© Philippe Lavandy

Ce monde n’est pas fait pour les herbes qui ne poussent pas droit

À Macon, près de Chimay, Philippe Genet, paysan-boulanger, cultive ses propres céréales. Lorsqu’il a débarqué là avec son projet de ferme un peu fou, il savait qu’il allait faire jaser. Qu’importe ! Sans engrais ni pesticides, il a commencé à labourer un hectare de terre. Des années plus tard, toute la région lui reconnait un savoir-faire qui nourrit autant le corps que l’esprit.

Sang-Sang Wu, journaliste

Le choix du récit à la première personne a été posé afin de mettre mieux en lumière son témoignage. Ce texte a été publié dans le tout premier numéro de Tchak, voici pile 4 ans.

Chapitre 1

À l’heure où blanchit la campagne, je franchis le seuil de ma ferme et prends une grande bouffée d’air. En un instant, elle me rafraîchit les poumons. Je me dirige alors vers notre ancienne roulotte, transformée en poulailler. Je libère la vingtaine de poules qui se jettent sur leur ration de nourriture. Les cochons et les quelques moutons que je possède sont nourris avec les légumes que je produis ici et, pendant que les animaux émettent leurs grognements de contentement, je contemple le paysage typique de la campagne wallonne qui se dessine sous mes yeux. Ses contours se précisent, ses couleurs se réchauffent et la brume matinale se dissipe tandis que le soleil sort de son hibernation. La lumière est belle comme un tableau et face à ce spectacle, je me surprends à penser que, depuis dix ans maintenant, il m’émerveille toujours autant. 
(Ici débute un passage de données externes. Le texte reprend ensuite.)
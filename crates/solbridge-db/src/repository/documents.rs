//! # Document Repositories
//!
//! Small named JSON documents stored in the `documents` table, one row per
//! name, latest write wins. Each repository wraps one document name with a
//! typed body:
//!
//! | Repository             | Document name     | Body type            |
//! |------------------------|-------------------|----------------------|
//! | `SessionRepository`    | `session`         | `SessionRecord`      |
//! | `AboutRepository`      | `about`           | `AboutDocument`      |
//! | `StatisticsRepository` | `statistics`      | `StatisticsDocument` |
//! | `DeviceRepository`     | `devices`         | `DeviceDocument`     |
//! | `DeviceLogRepository`  | `device_logs`     | `DeviceLogDocument`  |
//! | `WiringRepository`     | `wiring_settings` | `WiringSettings`     |
//!
//! Reading a document that was never written returns the body type's
//! `Default` rather than an error, so callers never special-case first run.

use chrono::Utc;
use serde::de::DeserializeOwned;
use serde::Serialize;
use sqlx::{Row, SqlitePool};
use tracing::debug;
use uuid::Uuid;

use solbridge_core::{
    AboutDocument, DeviceDocument, DeviceLogDocument, SessionRecord, StatisticsDocument,
    WiringSettings,
};

use crate::error::{DbError, DbResult};
use crate::repository::fmt_timestamp;

// =============================================================================
// Shared document access
// =============================================================================

/// Loads the document with the given name, or `Default` when absent.
async fn get_doc<T>(pool: &SqlitePool, name: &str) -> DbResult<T>
where
    T: DeserializeOwned + Default,
{
    let row = sqlx::query("SELECT body FROM documents WHERE name = ?")
        .bind(name)
        .fetch_optional(pool)
        .await?;

    match row {
        Some(row) => {
            let body: String = row.get("body");
            serde_json::from_str(&body).map_err(|e| DbError::corrupt(name, e.to_string()))
        }
        None => Ok(T::default()),
    }
}

/// Replaces the document with the given name.
async fn save_doc<T>(pool: &SqlitePool, name: &str, body: &T) -> DbResult<()>
where
    T: Serialize,
{
    let body = serde_json::to_string(body).map_err(|e| DbError::corrupt(name, e.to_string()))?;
    let updated_at = fmt_timestamp(&Utc::now());

    sqlx::query(
        "INSERT INTO documents (name, body, updated_at) VALUES (?, ?, ?)
         ON CONFLICT(name) DO UPDATE SET body = excluded.body, updated_at = excluded.updated_at",
    )
    .bind(name)
    .bind(&body)
    .bind(&updated_at)
    .execute(pool)
    .await?;

    debug!(document = name, bytes = body.len(), "Document saved");
    Ok(())
}

// =============================================================================
// Session
// =============================================================================

/// Repository for the master session document (token, connection flag,
/// captured product identity).
#[derive(Debug, Clone)]
pub struct SessionRepository {
    pool: SqlitePool,
}

impl SessionRepository {
    pub fn new(pool: SqlitePool) -> Self {
        SessionRepository { pool }
    }

    pub async fn get(&self) -> DbResult<SessionRecord> {
        get_doc(&self.pool, "session").await
    }

    pub async fn save(&self, record: &SessionRecord) -> DbResult<()> {
        save_doc(&self.pool, "session", record).await
    }
}

// =============================================================================
// About
// =============================================================================

/// Repository for the master's about/product document.
#[derive(Debug, Clone)]
pub struct AboutRepository {
    pool: SqlitePool,
}

impl AboutRepository {
    pub fn new(pool: SqlitePool) -> Self {
        AboutRepository { pool }
    }

    pub async fn get(&self) -> DbResult<AboutDocument> {
        get_doc(&self.pool, "about").await
    }

    pub async fn save(&self, doc: &AboutDocument) -> DbResult<()> {
        save_doc(&self.pool, "about", doc).await
    }
}

// =============================================================================
// Statistics
// =============================================================================

/// Repository for the plant statistics document.
#[derive(Debug, Clone)]
pub struct StatisticsRepository {
    pool: SqlitePool,
}

impl StatisticsRepository {
    pub fn new(pool: SqlitePool) -> Self {
        StatisticsRepository { pool }
    }

    pub async fn get(&self) -> DbResult<StatisticsDocument> {
        get_doc(&self.pool, "statistics").await
    }

    pub async fn save(&self, doc: &StatisticsDocument) -> DbResult<()> {
        save_doc(&self.pool, "statistics", doc).await
    }
}

// =============================================================================
// Devices
// =============================================================================

/// Repository for the device inventory document. `save` replaces the whole
/// inventory; devices absent from the new list are gone after the write.
#[derive(Debug, Clone)]
pub struct DeviceRepository {
    pool: SqlitePool,
}

impl DeviceRepository {
    pub fn new(pool: SqlitePool) -> Self {
        DeviceRepository { pool }
    }

    pub async fn get(&self) -> DbResult<DeviceDocument> {
        get_doc(&self.pool, "devices").await
    }

    pub async fn save(&self, doc: &DeviceDocument) -> DbResult<()> {
        save_doc(&self.pool, "devices", doc).await
    }
}

// =============================================================================
// Device logs
// =============================================================================

/// Repository for per-device operating logs.
///
/// The working set (`get`/`save`) is a single document rebuilt each polling
/// cycle. `append_history` additionally snapshots one device's readings into
/// the append-only `device_log_history` table for trend queries.
#[derive(Debug, Clone)]
pub struct DeviceLogRepository {
    pool: SqlitePool,
}

impl DeviceLogRepository {
    pub fn new(pool: SqlitePool) -> Self {
        DeviceLogRepository { pool }
    }

    pub async fn get(&self) -> DbResult<DeviceLogDocument> {
        get_doc(&self.pool, "device_logs").await
    }

    pub async fn save(&self, doc: &DeviceLogDocument) -> DbResult<()> {
        save_doc(&self.pool, "device_logs", doc).await
    }

    /// Appends a history snapshot for one device. `body` is the serialized
    /// readings for that device at this instant.
    pub async fn append_history(
        &self,
        dev_id: i64,
        body: &serde_json::Value,
    ) -> DbResult<()> {
        let id = Uuid::new_v4().to_string();
        let body = serde_json::to_string(body)
            .map_err(|e| DbError::corrupt("device_log_history", e.to_string()))?;
        let created_at = fmt_timestamp(&Utc::now());

        sqlx::query(
            "INSERT INTO device_log_history (id, dev_id, body, created_at) VALUES (?, ?, ?, ?)",
        )
        .bind(&id)
        .bind(dev_id)
        .bind(&body)
        .bind(&created_at)
        .execute(&self.pool)
        .await?;

        debug!(dev_id, "Device log history appended");
        Ok(())
    }

    /// Counts history rows for one device.
    pub async fn history_count(&self, dev_id: i64) -> DbResult<u64> {
        let row = sqlx::query("SELECT COUNT(*) AS n FROM device_log_history WHERE dev_id = ?")
            .bind(dev_id)
            .fetch_one(&self.pool)
            .await?;
        let n: i64 = row.get("n");
        Ok(n as u64)
    }

    /// Deletes history rows strictly older than `cutoff`. Returns the number
    /// of rows removed.
    pub async fn delete_history_older_than(
        &self,
        cutoff: &chrono::DateTime<Utc>,
    ) -> DbResult<u64> {
        let cutoff = fmt_timestamp(cutoff);
        let result = sqlx::query("DELETE FROM device_log_history WHERE created_at < ?")
            .bind(&cutoff)
            .execute(&self.pool)
            .await?;
        Ok(result.rows_affected())
    }
}

// =============================================================================
// Wiring settings
// =============================================================================

/// Repository for the installer-entered PV string wiring layout.
#[derive(Debug, Clone)]
pub struct WiringRepository {
    pool: SqlitePool,
}

impl WiringRepository {
    pub fn new(pool: SqlitePool) -> Self {
        WiringRepository { pool }
    }

    pub async fn get(&self) -> DbResult<WiringSettings> {
        get_doc(&self.pool, "wiring_settings").await
    }

    pub async fn save(&self, settings: &WiringSettings) -> DbResult<()> {
        save_doc(&self.pool, "wiring_settings", settings).await
    }
}

// =============================================================================
// Unit Tests
// =============================================================================

#[cfg(test)]
mod tests {
    use super::*;
    use crate::pool::{Database, DbConfig};
    use solbridge_core::Device;

    async fn test_db() -> Database {
        Database::new(DbConfig::in_memory()).await.unwrap()
    }

    #[tokio::test]
    async fn test_missing_document_returns_default() {
        let db = test_db().await;

        let session = db.session().get().await.unwrap();
        assert!(session.token.is_none());
        assert!(!session.is_connected);

        let devices = db.devices().get().await.unwrap();
        assert!(devices.list.is_empty());
    }

    #[tokio::test]
    async fn test_session_round_trip() {
        let db = test_db().await;

        let mut record = SessionRecord::default();
        record.token = Some("abc123".into());
        record.is_connected = true;
        record.master_addr = "192.168.1.40".into();
        db.session().save(&record).await.unwrap();

        let loaded = db.session().get().await.unwrap();
        assert_eq!(loaded.token.as_deref(), Some("abc123"));
        assert!(loaded.is_connected);
        assert_eq!(loaded.master_addr, "192.168.1.40");
    }

    #[tokio::test]
    async fn test_device_inventory_replace_semantics() {
        let db = test_db().await;
        let repo = db.devices();

        let first = DeviceDocument {
            list: vec![
                Device::from_raw(1, "SN-1".into(), "Inverter 1".into(), 1),
                Device::from_raw(2, "SN-2".into(), "Inverter 2".into(), 1),
            ],
        };
        repo.save(&first).await.unwrap();

        // Second save drops device 2; it must not survive.
        let second = DeviceDocument {
            list: vec![Device::from_raw(1, "SN-1".into(), "Inverter 1".into(), 2)],
        };
        repo.save(&second).await.unwrap();

        let loaded = repo.get().await.unwrap();
        assert_eq!(loaded.list.len(), 1);
        assert_eq!(loaded.list[0].dev_id, 1);
        assert_eq!(loaded.list[0].dev_status, 2);
    }

    #[tokio::test]
    async fn test_history_append_and_retention_boundary() {
        let db = test_db().await;
        let repo = db.device_logs();

        repo.append_history(7, &serde_json::json!({"list": []}))
            .await
            .unwrap();
        repo.append_history(7, &serde_json::json!({"list": []}))
            .await
            .unwrap();
        assert_eq!(repo.history_count(7).await.unwrap(), 2);

        // Cutoff in the past removes nothing; cutoff in the future removes all.
        let past = Utc::now() - chrono::Duration::hours(1);
        assert_eq!(repo.delete_history_older_than(&past).await.unwrap(), 0);

        let future = Utc::now() + chrono::Duration::hours(1);
        assert_eq!(repo.delete_history_older_than(&future).await.unwrap(), 2);
        assert_eq!(repo.history_count(7).await.unwrap(), 0);
    }

    #[tokio::test]
    async fn test_corrupt_document_reported_by_name() {
        let db = test_db().await;

        sqlx::query("INSERT INTO documents (name, body, updated_at) VALUES (?, ?, ?)")
            .bind("session")
            .bind("{not json")
            .bind(fmt_timestamp(&Utc::now()))
            .execute(db.pool())
            .await
            .unwrap();

        let err = db.session().get().await.unwrap_err();
        match err {
            DbError::CorruptDocument { name, .. } => assert_eq!(name, "session"),
            other => panic!("unexpected error: {other}"),
        }
    }
}
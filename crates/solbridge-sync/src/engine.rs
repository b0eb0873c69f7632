//! # Sync Engine
//!
//! Top-level cycle driver: one call to `run_cycle` takes the gateway from
//! "maybe disconnected" through handshake, authentication, and the full
//! pull, and records the outcome.
//!
//! ## Cycle Outcome
//! ```text
//! ┌─────────────────────────────────────────────────────────────────────────┐
//! │  transport failed   → activity ERROR entry, Ok(false)                   │
//! │  auth exhausted     → Ok(false) (no extra activity entry)               │
//! │  no token issued    → Ok(false)                                         │
//! │  pull completed     → activity SUCCESS entry, Ok(true)                  │
//! │  persistence failed → Err (fatal, not a connectivity matter)            │
//! └─────────────────────────────────────────────────────────────────────────┘
//! ```
//!
//! The engine never loops: the caller (the daemon's interval timer, or a
//! test) decides when to run the next cycle.

use tracing::{info, warn};

use solbridge_core::messages;
use solbridge_core::ActivityCategory;
use solbridge_db::Database;

use crate::client::MasterClient;
use crate::config::GatewayConfig;
use crate::dispatch::Dispatcher;
use crate::error::SyncResult;
use crate::metrics::SyncMetrics;
use crate::poller::Poller;
use crate::session::SessionManager;
use crate::transport::MasterLink;

/// Owns everything one gateway needs to sync against its master.
pub struct SyncEngine {
    config: GatewayConfig,
    db: Database,
    link: MasterLink,
    metrics: SyncMetrics,
    dispatcher: Dispatcher,
    poller: Poller,
}

impl SyncEngine {
    pub fn new(config: GatewayConfig, db: Database) -> Self {
        let dispatcher = Dispatcher::new(db.clone());
        let poller = Poller::new(
            db.clone(),
            dispatcher.clone(),
            config.master.lang.clone(),
            std::time::Duration::from_millis(config.sync.device_pause_ms),
        );
        let link = MasterLink::new(config.master.subprotocol.clone());

        SyncEngine {
            config,
            db,
            link,
            metrics: SyncMetrics::new(),
            dispatcher,
            poller,
        }
    }

    /// Counters accumulated since the engine was created.
    pub fn metrics(&self) -> &SyncMetrics {
        &self.metrics
    }

    /// Runs one full sync cycle. `Ok(true)` means the master was reached,
    /// authenticated, and fully pulled; `Ok(false)` is a connectivity or
    /// auth failure worth retrying next interval.
    pub async fn run_cycle(&mut self) -> SyncResult<bool> {
        self.metrics.connect_attempts += 1;
        info!(master = %self.config.master.ip, "Sync cycle starting");

        let outcome = self.cycle_inner().await;
        match &outcome {
            Ok(true) => self.metrics.connect_successes += 1,
            Ok(false) | Err(_) => self.metrics.connect_failures += 1,
        }
        self.metrics.log_snapshot();
        outcome
    }

    async fn cycle_inner(&mut self) -> SyncResult<bool> {
        let url = self.config.master_url()?;

        // Down until proven up: the flag only comes back on a successful
        // CONNECT dispatch.
        let sessions = self.db.session();
        let mut session = sessions.get().await?;
        session.is_connected = false;
        session.master_addr = self.config.master.ip.clone();
        sessions.save(&session).await?;

        let mut manager = SessionManager::new(&self.config.sync);
        if let Err(e) = manager.open(&mut self.link, &url).await {
            warn!(error = %e, master = %self.config.master.ip, "Master unreachable");
            self.db
                .activity()
                .error(
                    ActivityCategory::Master,
                    format!("{}: {}", messages::MASTER_NOT_FOUND, self.config.master.ip),
                )
                .await?;
            return Ok(false);
        }

        let timeout = self.config.sync.call_timeout();
        let mut client = MasterClient::new(&mut self.link, &mut self.metrics, timeout);

        let login = match manager.authenticate(&mut client).await {
            Ok(response) => response,
            Err(e) => {
                warn!(error = %e, "Authentication failed, aborting cycle");
                return Ok(false);
            }
        };
        self.dispatcher.handle(&mut client, Some(login)).await?;

        let Some(token) = self.db.session().get().await?.token else {
            warn!("CONNECT response carried no token, aborting cycle");
            return Ok(false);
        };
        info!(token_len = token.len(), "Authenticated, starting full pull");

        self.poller.pull_all(&mut client).await?;

        self.db
            .activity()
            .success(ActivityCategory::Master, messages::MASTER_UPLOAD_SUCCESS)
            .await?;
        Ok(true)
    }
}

#[cfg(test)]
mod tests {
    use super::*;
    use solbridge_db::DbConfig;

    fn unreachable_config() -> GatewayConfig {
        let mut config = GatewayConfig::default();
        config.master.ip = "127.0.0.1:1".to_string();
        config.sync.auth_retry_delay_ms = 10;
        config
    }

    #[tokio::test]
    async fn test_unreachable_master_logs_activity_error() {
        let db = Database::new(DbConfig::in_memory()).await.unwrap();
        let mut engine = SyncEngine::new(unreachable_config(), db.clone());

        let reached = engine.run_cycle().await.unwrap();
        assert!(!reached);
        assert_eq!(engine.metrics().connect_attempts, 1);
        assert_eq!(engine.metrics().connect_failures, 1);

        let entries = db.activity().recent(10).await.unwrap();
        assert_eq!(entries.len(), 1);
        assert_eq!(entries[0].description, "master not found: 127.0.0.1:1");

        let session = db.session().get().await.unwrap();
        assert!(!session.is_connected);
        assert_eq!(session.master_addr, "127.0.0.1:1");
    }
}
Avec ma femme et mes deux filles, nous avons débarqué ici, à Macon, au lieu-dit du Pré aux Chênes, il y a – il me semble – une éternité. Avec notre bécane usée par les kilomètres et nos deux roulottes plantées au beau milieu de six hectares de prairie vierge, on ressemblait un peu à des forains. Nos plus proches voisins non ruminants habitaient à quelques kilomètres de chez nous, à vol d’oiseau, nous offrant la quiétude et le calme que nous étions venus chercher.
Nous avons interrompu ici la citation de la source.